The covariance matrix \(\Sigma\) elements are defined as \(\Sigma_{ij} = \rho_{ij}\sigma_{i}\sigma_{j}\), where \(\sigma_i\) is the standard deviation of \(u_i\) and \(\rho_{ij}\) is the correlation coefficient between variable \(u_i\) and \(u_j\) (\(-1<\rho_{ij}<1\), \(\rho_{ii}=1\)).

The normalization condition on \(p(\tilde U)\) implies that the set of weights \(\{w_k\}_M\) are also normalized, i.e., \(\sum_i w_i=1\).

Fitting procedure

To estimate the parameters of the CMND that best describe a given dataset , we use the Likelihood Statistics method.

Given a dataset of \(S\) objects with state vectors \(\{\tilde U_k\}_{k=1}^S\), the likelihood \(\mathcal{L}\) of the CMND parameters is defined as the product of the probability densities evaluated at each data point:

\begin{equation*} \mathcal{L} = \prod_{i=1}^{S} \mathcal{C}_M(\tilde U_i) \end{equation*}

The goal is to find the set of parameters (weights, means, and covariances) that maximize this likelihood.

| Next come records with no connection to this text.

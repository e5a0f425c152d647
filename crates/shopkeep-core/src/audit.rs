//! # Audit Events
//!
//! The vocabulary of things worth recording, and the sink they are sent to.
//!
//! ## Dependency Injection
//! ```text
//! ┌─────────────────────────────────────────────────────────────────────────┐
//! │                       Audit Flow                                        │
//! │                                                                         │
//! │  shopkeep-cli main                                                     │
//! │       │  builds Arc<dyn AuditLog> (TracingAudit)                       │
//! │       ▼                                                                 │
//! │  Shop::open(paths, audit.clone())                                      │
//! │       ├──► ProductStore  ── record(ProductAdded { .. })                │
//! │       └──► SalesLedger   ── record(SaleRecorded { .. })                │
//! │                                                                         │
//! │  Tests hand in a MemoryAudit and assert on the collected events.       │
//! └─────────────────────────────────────────────────────────────────────────┘
//! ```
//!
//! No component reaches for a global logger; whoever constructs a store
//! decides where its events go.

use std::fmt;
use std::path::PathBuf;
use std::sync::{Mutex, PoisonError};

use crate::money::Money;
use crate::types::{ProductId, SaleId};

// =============================================================================
// Severity
// =============================================================================

/// How loudly an event should be reported.
#[derive(Debug, Clone, Copy, PartialEq, Eq, PartialOrd, Ord, Hash)]
pub enum Severity {
    Info,
    Warning,
    Error,
}

// =============================================================================
// Audit Event
// =============================================================================

/// Everything the stores, the controller and the menu report.
#[derive(Debug, Clone, PartialEq, Eq)]
pub enum AuditEvent {
    // -------------------------------------------------------------------------
    // Inventory file
    // -------------------------------------------------------------------------
    InventoryLoaded { path: PathBuf, count: usize },
    /// Backing file absent at load; the store starts empty.
    InventoryFileMissing { path: PathBuf },
    InventorySaved { path: PathBuf, count: usize },

    // -------------------------------------------------------------------------
    // Product mutations
    // -------------------------------------------------------------------------
    ProductAdded {
        product_id: ProductId,
        name: String,
        replaced: bool,
    },
    QuantityUpdated {
        product_id: ProductId,
        name: String,
        amount: i64,
        remaining: i64,
    },
    /// Units put back after a sale line could not be recorded.
    StockRestored {
        product_id: ProductId,
        name: String,
        amount: i64,
        remaining: i64,
    },
    /// Stock change requested for an id the store doesn't know.
    UnknownProductUpdate { product_id: ProductId },

    // -------------------------------------------------------------------------
    // Sales file
    // -------------------------------------------------------------------------
    SalesLoaded { path: PathBuf, count: usize },
    SalesFileMissing { path: PathBuf },
    SalesSaved { path: PathBuf, count: usize },

    // -------------------------------------------------------------------------
    // Sales
    // -------------------------------------------------------------------------
    SaleRecorded {
        sale_id: SaleId,
        product_id: ProductId,
        product_name: String,
        quantity: i64,
        total: Money,
    },
    SaleProcessed {
        sale_id: SaleId,
        product_id: ProductId,
        product_name: String,
        quantity: i64,
        total: Money,
    },
    SaleUnknownProduct {
        sale_id: SaleId,
        product_id: ProductId,
    },
    SaleInsufficientStock {
        sale_id: SaleId,
        product_id: ProductId,
        available: i64,
        requested: i64,
    },

    // -------------------------------------------------------------------------
    // Terminal session
    // -------------------------------------------------------------------------
    InvalidMenuChoice { input: String },
    /// Operator typed something a prompt couldn't accept.
    InvalidInput { field: String, input: String },
    SystemExit,
}

impl AuditEvent {
    /// Severity of the event.
    ///
    /// ```text
    /// Error    : *FileMissing
    /// Warning  : unknown product, insufficient stock, bad operator input
    /// Info     : everything else
    /// ```
    pub fn severity(&self) -> Severity {
        match self {
            AuditEvent::InventoryFileMissing { .. } | AuditEvent::SalesFileMissing { .. } => {
                Severity::Error
            }

            AuditEvent::UnknownProductUpdate { .. }
            | AuditEvent::StockRestored { .. }
            | AuditEvent::SaleUnknownProduct { .. }
            | AuditEvent::SaleInsufficientStock { .. }
            | AuditEvent::InvalidMenuChoice { .. }
            | AuditEvent::InvalidInput { .. } => Severity::Warning,

            _ => Severity::Info,
        }
    }

    /// Short machine-friendly name, used as the `event` field in logs.
    pub fn kind(&self) -> &'static str {
        match self {
            AuditEvent::InventoryLoaded { .. } => "inventory_loaded",
            AuditEvent::InventoryFileMissing { .. } => "inventory_file_missing",
            AuditEvent::InventorySaved { .. } => "inventory_saved",
            AuditEvent::ProductAdded { .. } => "product_added",
            AuditEvent::QuantityUpdated { .. } => "quantity_updated",
            AuditEvent::StockRestored { .. } => "stock_restored",
            AuditEvent::UnknownProductUpdate { .. } => "unknown_product_update",
            AuditEvent::SalesLoaded { .. } => "sales_loaded",
            AuditEvent::SalesFileMissing { .. } => "sales_file_missing",
            AuditEvent::SalesSaved { .. } => "sales_saved",
            AuditEvent::SaleRecorded { .. } => "sale_recorded",
            AuditEvent::SaleProcessed { .. } => "sale_processed",
            AuditEvent::SaleUnknownProduct { .. } => "sale_unknown_product",
            AuditEvent::SaleInsufficientStock { .. } => "sale_insufficient_stock",
            AuditEvent::InvalidMenuChoice { .. } => "invalid_menu_choice",
            AuditEvent::InvalidInput { .. } => "invalid_input",
            AuditEvent::SystemExit => "system_exit",
        }
    }
}

impl fmt::Display for AuditEvent {
    fn fmt(&self, f: &mut fmt::Formatter<'_>) -> fmt::Result {
        match self {
            AuditEvent::InventoryLoaded { path, count } => {
                write!(f, "Inventory loaded successfully ({} products from {}).", count, path.display())
            }
            AuditEvent::InventoryFileMissing { path } => {
                write!(f, "Inventory file not found: {}. Starting with an empty inventory.", path.display())
            }
            AuditEvent::InventorySaved { path, count } => {
                write!(f, "Inventory saved successfully ({} products to {}).", count, path.display())
            }
            AuditEvent::ProductAdded {
                product_id,
                name,
                replaced,
            } => {
                let verb = if *replaced { "replaced" } else { "added" };
                write!(f, "Product {}: {} (PID: {})", verb, name, product_id)
            }
            AuditEvent::QuantityUpdated {
                product_id,
                name,
                amount,
                remaining,
            } => write!(
                f,
                "Updated stock for {} (PID: {}) by {} units, {} remaining.",
                name, product_id, amount, remaining
            ),
            AuditEvent::StockRestored {
                product_id,
                name,
                amount,
                remaining,
            } => write!(
                f,
                "Restored {} units of {} (PID: {}) after a failed sale, {} remaining.",
                amount, name, product_id, remaining
            ),
            AuditEvent::UnknownProductUpdate { product_id } => write!(
                f,
                "Attempted to update quantity for non-existent product (PID: {}).",
                product_id
            ),
            AuditEvent::SalesLoaded { path, count } => {
                write!(f, "Sales records loaded successfully ({} records from {}).", count, path.display())
            }
            AuditEvent::SalesFileMissing { path } => {
                write!(f, "Sales file not found: {}. Starting with no sales records.", path.display())
            }
            AuditEvent::SalesSaved { path, count } => {
                write!(f, "Sales records saved successfully ({} records to {}).", count, path.display())
            }
            AuditEvent::SaleRecorded {
                product_id,
                product_name,
                quantity,
                total,
                ..
            } => write!(
                f,
                "Sale recorded: {} (PID: {}), Quantity: {}, Total: {}",
                product_name, product_id, quantity, total
            ),
            AuditEvent::SaleProcessed {
                sale_id,
                product_id,
                product_name,
                quantity,
                total,
            } => write!(
                f,
                "Sale {} processed: {} (PID: {}), Quantity: {}, Total: {}",
                sale_id, product_name, product_id, quantity, total
            ),
            AuditEvent::SaleUnknownProduct { product_id, .. } => {
                write!(f, "Attempted sale for non-existent product (PID: {}).", product_id)
            }
            AuditEvent::SaleInsufficientStock {
                product_id,
                available,
                requested,
                ..
            } => write!(
                f,
                "Attempted sale with insufficient stock (PID: {}): available {}, requested {}.",
                product_id, available, requested
            ),
            AuditEvent::InvalidMenuChoice { input } => {
                write!(f, "Invalid menu choice entered: {:?}.", input)
            }
            AuditEvent::InvalidInput { field, input } => {
                write!(f, "Invalid {} entered: {:?}.", field, input)
            }
            AuditEvent::SystemExit => write!(f, "System exit."),
        }
    }
}

// =============================================================================
// Audit Log Sink
// =============================================================================

/// Receives audit events. Implementations decide where they go.
pub trait AuditLog: Send + Sync {
    fn record(&self, event: &AuditEvent);
}

/// Keeps every event in memory, in order. Meant for tests.
///
/// ## Usage
/// ```rust
/// use std::sync::Arc;
/// use shopkeep_core::{AuditEvent, AuditLog, MemoryAudit};
///
/// let audit = Arc::new(MemoryAudit::new());
/// audit.record(&AuditEvent::SystemExit);
/// assert_eq!(audit.events(), vec![AuditEvent::SystemExit]);
/// ```
#[derive(Debug, Default)]
pub struct MemoryAudit {
    events: Mutex<Vec<AuditEvent>>,
}

impl MemoryAudit {
    pub fn new() -> Self {
        Self::default()
    }

    /// Snapshot of everything recorded so far.
    pub fn events(&self) -> Vec<AuditEvent> {
        self.events
            .lock()
            .unwrap_or_else(PoisonError::into_inner)
            .clone()
    }

    /// Names of the recorded events, in order.
    pub fn kinds(&self) -> Vec<&'static str> {
        self.events
            .lock()
            .unwrap_or_else(PoisonError::into_inner)
            .iter()
            .map(AuditEvent::kind)
            .collect()
    }

    /// Number of recorded events with the given severity.
    pub fn count(&self, severity: Severity) -> usize {
        self.events
            .lock()
            .unwrap_or_else(PoisonError::into_inner)
            .iter()
            .filter(|event| event.severity() == severity)
            .count()
    }

    pub fn clear(&self) {
        self.events
            .lock()
            .unwrap_or_else(PoisonError::into_inner)
            .clear();
    }
}

impl AuditLog for MemoryAudit {
    fn record(&self, event: &AuditEvent) {
        self.events
            .lock()
            .unwrap_or_else(PoisonError::into_inner)
            .push(event.clone());
    }
}

// =============================================================================
// Unit Tests
// =============================================================================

In practice, it is numerically more stable to minimize the negative normalized log-likelihood:

\begin{equation*} -\frac{\log \mathcal{L}}{S} = -\frac{1}{S} \sum_{i=1}^{S} \log \mathcal{C}_M(\tilde U_i) \end{equation*}

This approach allows us to fit the distribution without making strong assumptions about the underlying normality of the data, effectively treating the CMND as a series expansion of the true probability density function.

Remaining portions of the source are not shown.